Schwartzman - Não. A verdade é que construir escola não é tão caro assim. Pode até ser desperdício, mas nunca é tão dispendioso quanto, por exemplo, manter professores bem pagos. Em decisões como estas não tem facilitário. Serviços sociais, como educação e saúde, são caros e tendem a custar cada vez mais. E são indispensáveis. Os primeiros números do Censo apontam para um país mais manejável em alguns casos, mais complicado em outros, provavelmente solúvel sob quase todos os aspectos. O certo é que isso fica mais fácil se as prioridades nacionais estiverem calibradas para o país, coisa que a política ainda não está fazendo.

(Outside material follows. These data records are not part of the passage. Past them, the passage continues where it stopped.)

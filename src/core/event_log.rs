//! Event Log: one mutable record per patient, serialized through a single writer lock.
//!
//! The in-memory store is authoritative. When a snapshot file is attached, the
//! full document is re-exported after every mutation while the writer lock is
//! still held, so the file always reflects a complete, ordered history of writes.

use std::collections::BTreeMap;
use std::path::Path;

use chrono::{DateTime, Utc};
use parking_lot::Mutex;
use serde::ser::SerializeMap;
use serde::{Deserialize, Deserializer, Serialize, Serializer};
use serde_json::{Map, Value};
use tracing::{error, warn};

use crate::core::patient::Arrival;
use crate::core::TriageError;
use crate::infra::snapshot::JsonSnapshotFile;
use crate::util::clock::{deserialize_instant, deserialize_optional_instant, seconds_between};
use crate::util::serde::{DoctorKey, PatientId, RoomId, UrgencyLevel};

/// Lifecycle position of a patient record.
#[derive(Debug, Clone, Copy, PartialEq, Eq, Hash)]
pub enum PatientState {
    /// Admitted and queued; no service fields set.
    Waiting,
    /// A doctor has started service.
    InService,
    /// Service finished. Terminal.
    Completed,
    /// Left the queue before service. Terminal.
    Abandoned,
}

impl PatientState {
    /// Whether no further mutation is allowed.
    #[must_use]
    pub const fn is_terminal(self) -> bool {
        matches!(self, Self::Completed | Self::Abandoned)
    }

    const fn label(self) -> &'static str {
        match self {
            Self::Waiting => "waiting",
            Self::InService => "in service",
            Self::Completed => "completed",
            Self::Abandoned => "abandoned",
        }
    }
}

/// The persisted lifecycle record of one patient.
///
/// Field names on the wire follow the established log format read by the
/// dashboard (`pid`, `medico`, `chegada`, ...).
///
/// Decoding also accepts the shapes older servers wrote: a bare doctor number
/// in `medico` (scoped to the record's `room`), a null `nivel`, and timestamps
/// without an offset. Bare doctor numbers are written back as `"<room>-<doctor>"`.
#[derive(Debug, Clone, PartialEq, Serialize, Deserialize)]
#[serde(try_from = "StoredRecord")]
pub struct PatientRecord {
    /// Patient identifier.
    #[serde(rename = "pid")]
    pub patient_id: PatientId,
    /// Doctor that served (or is serving) the patient.
    #[serde(rename = "medico")]
    pub doctor: Option<DoctorKey>,
    /// Room that served or evicted the patient.
    pub room: Option<RoomId>,
    /// Arrival instant.
    #[serde(rename = "chegada")]
    pub arrived_at: DateTime<Utc>,
    /// Urgency level. A missing level is held as an empty unrecognised level
    /// and written back as `null`.
    #[serde(rename = "nivel", serialize_with = "serialize_stored_level")]
    pub level: UrgencyLevel,
    /// Service start; `None` until a doctor picks the patient up.
    #[serde(rename = "inicio")]
    pub service_start: Option<DateTime<Utc>>,
    /// Service end, or eviction time for abandonments.
    #[serde(rename = "saida")]
    pub service_end: Option<DateTime<Utc>>,
    /// Seconds spent queued.
    #[serde(rename = "espera")]
    pub waited_secs: Option<f64>,
    /// Seconds spent in service.
    #[serde(rename = "duracao")]
    pub service_secs: Option<f64>,
    /// Whether the patient abandoned. Absent reads as `false`.
    #[serde(rename = "desistencia", default)]
    pub abandoned: bool,
    /// Burst index stamped by load-generation tooling.
    #[serde(rename = "surto", default, skip_serializing_if = "Option::is_none")]
    pub burst: Option<u32>,
}

impl PatientRecord {
    /// Fresh record for an arrival: every service field unset.
    #[must_use]
    pub fn arrived(arrival: &Arrival) -> Self {
        Self {
            patient_id: arrival.patient_id,
            doctor: None,
            room: None,
            arrived_at: arrival.arrived_at,
            level: arrival.level.clone(),
            service_start: None,
            service_end: None,
            waited_secs: None,
            service_secs: None,
            abandoned: false,
            burst: None,
        }
    }

    /// Lifecycle position derived from the nullable fields.
    #[must_use]
    pub const fn state(&self) -> PatientState {
        if self.abandoned {
            PatientState::Abandoned
        } else if self.service_end.is_some() {
            PatientState::Completed
        } else if self.service_start.is_some() {
            PatientState::InService
        } else {
            PatientState::Waiting
        }
    }
}

fn serialize_stored_level<S: Serializer>(level: &UrgencyLevel, serializer: S) -> Result<S::Ok, S::Error> {
    match level {
        UrgencyLevel::Unrecognized(raw) if raw.is_empty() => serializer.serialize_none(),
        level => level.serialize(serializer),
    }
}

/// On-disk record shape, before legacy fields are resolved.
#[derive(Deserialize)]
struct StoredRecord {
    pid: PatientId,
    #[serde(default)]
    medico: Option<Value>,
    #[serde(default)]
    room: Option<RoomId>,
    #[serde(deserialize_with = "deserialize_instant")]
    chegada: DateTime<Utc>,
    #[serde(default)]
    nivel: Option<UrgencyLevel>,
    #[serde(default, deserialize_with = "deserialize_optional_instant")]
    inicio: Option<DateTime<Utc>>,
    #[serde(default, deserialize_with = "deserialize_optional_instant")]
    saida: Option<DateTime<Utc>>,
    #[serde(default)]
    espera: Option<f64>,
    #[serde(default)]
    duracao: Option<f64>,
    #[serde(default)]
    desistencia: bool,
    #[serde(default)]
    surto: Option<u32>,
}

fn stored_doctor(medico: Option<Value>, room: Option<RoomId>) -> Result<Option<DoctorKey>, String> {
    let bare = |doctor: usize| {
        room.map(|room| DoctorKey::new(room, doctor))
            .ok_or_else(|| format!("doctor `{doctor}` has no room to scope it"))
    };
    match medico {
        None | Some(Value::Null) => Ok(None),
        Some(Value::String(text)) => match text.parse::<usize>() {
            Ok(doctor) => bare(doctor).map(Some),
            Err(_) => text.parse::<DoctorKey>().map(Some),
        },
        Some(Value::Number(n)) => {
            let doctor = n
                .as_u64()
                .and_then(|d| usize::try_from(d).ok())
                .ok_or_else(|| format!("doctor `{n}` is not a doctor number"))?;
            bare(doctor).map(Some)
        }
        Some(other) => Err(format!("unsupported doctor value `{other}`")),
    }
}

impl TryFrom<StoredRecord> for PatientRecord {
    type Error = String;

    fn try_from(stored: StoredRecord) -> Result<Self, Self::Error> {
        Ok(Self {
            patient_id: stored.pid,
            doctor: stored_doctor(stored.medico, stored.room)?,
            room: stored.room,
            arrived_at: stored.chegada,
            level: stored
                .nivel
                .unwrap_or_else(|| UrgencyLevel::Unrecognized(String::new())),
            service_start: stored.inicio,
            service_end: stored.saida,
            waited_secs: stored.espera,
            service_secs: stored.duracao,
            abandoned: stored.desistencia,
            burst: stored.surto,
        })
    }
}

/// Full Event Log document: patient records keyed by id plus the non-patient
/// scalar keys (`medicos_totais`, `salas_totais`, `total_surtos`, ...) that
/// tooling may have stored alongside them.
///
/// The document is read once at startup. Edits other processes make to the
/// file while the engine runs (such as `surto` marks stamped by the burst
/// simulator) are not merged and are overwritten by the next export.
#[derive(Debug, Clone, Default, PartialEq)]
pub struct LogSnapshot {
    /// Records keyed by patient id.
    pub records: BTreeMap<PatientId, PatientRecord>,
    /// Top-level keys that are not digit strings, preserved verbatim.
    pub extras: Map<String, Value>,
    /// Digit-keyed entries that could not be decoded as records, preserved
    /// verbatim until a new arrival reuses the id.
    pub unparsed: Map<String, Value>,
}
//! Queue backends.

pub mod memory;

pub use memory::{ExpiredEntry, TriageQueue};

Veja - Não faz por que o censo atrasou?

Schwartzman - O censo atrasou, mas as evidências de que o problema do crescimento populacional está se reduzindo está disponível há alguns anos. O que não impede de ter gente até hoje brigando sobre se devemos ou não introduzir políticas de controle de natalidade, que a própria população já implantou. O processo de transição do campo para a cidade também está praticamente esgotado, o que muda radicalmente a questão agrária, que é hoje um problema setorial, e não mais a grande questão nacional. Ele se concentra sobretudo no interior do Nordeste, com uma população isolada em bolsões de pobreza, de seca, de latifúndio improdutivo. E nas áreas onde a capitalização do campo gerou os bóia-frias, geralmente ao redor de grandes plantações mecanizadas. Existem problemas sérios de concentração da propriedade e de latifúndios improdutivos, mas o mais importante, como no caso da educação, é capacitar as pessoas a fazer melhor uso de novas tecnologias, e fazer com que estas tecnologias cheguem até elas. Reforma agrária, portanto, é para resolver os problemas do campo. Os problemas das cidades são muito maiores e mais sérios, e dependem de soluções próprias.

Veja - Estes problemas também aparecem no censo?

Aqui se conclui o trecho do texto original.